**YOUR GOAL**: The required output is the exact run of lines below that opens at the line with "use super::user::extract_bearer_token;" and closes at the line with "#[derive(Debug, Clone)]".

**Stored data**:
*** Begin section ***
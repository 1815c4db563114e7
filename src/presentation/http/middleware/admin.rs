use axum::{
    extract::{FromRequestParts, Request, State},
    http::request::Parts,
    middleware::Next,
    response::Response,
};

use super::user::extract_bearer_token;
use crate::{
    domain::auth::entity::AuthUser,
    presentation::http::{errors::AppError, state::AppState},
};

/// The authorized admin, inserted by [`require_admin`].
#[derive(Debug, Clone)]
pub struct AdminUser(pub AuthUser);

pub async fn require_admin(
    State(state): State<AppState>,
    mut req: Request,
    next: Next,
) -> Result<Response, AppError> {
    let token = extract_bearer_token(req.headers()).ok_or(AppError::Unauthorized)?;
    let admin = state.auth.authorize_admin(&token).await?;

    req.extensions_mut().insert(AdminUser(admin));

    Ok(next.run(req).await)
}

impl<S: Send + Sync> FromRequestParts<S> for AdminUser {
    type Rejection = AppError;

    async fn from_request_parts(parts: &mut Parts, _state: &S) -> Result<Self, Self::Rejection> {
        parts
            .extensions
            .get::<AdminUser>()
            .cloned()
            .ok_or(AppError::Unauthorized)
    }
}
use serde::{Deserialize, Serialize};
use ts_rs::TS;

#[derive(Debug, Clone, Deserialize, TS)]
#[ts(export)]
pub struct AddCommentRequest {
    pub content: String,
    pub name: Option<String>,
}

/// Server-confirmed like state for the caller.
#[derive(Debug, Clone, Copy, Serialize, Deserialize, TS, PartialEq, Eq)]
#[ts(export)]
pub struct LikeStatus {
    pub liked: bool,
    pub likes_count: i64,
}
*** End section ***
**RESULT**:
use super::user::extract_bearer_token;
use crate::{
    domain::auth::entity::AuthUser,
    presentation::http::{errors::AppError, state::AppState},
};

/// The authorized admin, inserted by [`require_admin`].
#[derive(Debug, Clone)]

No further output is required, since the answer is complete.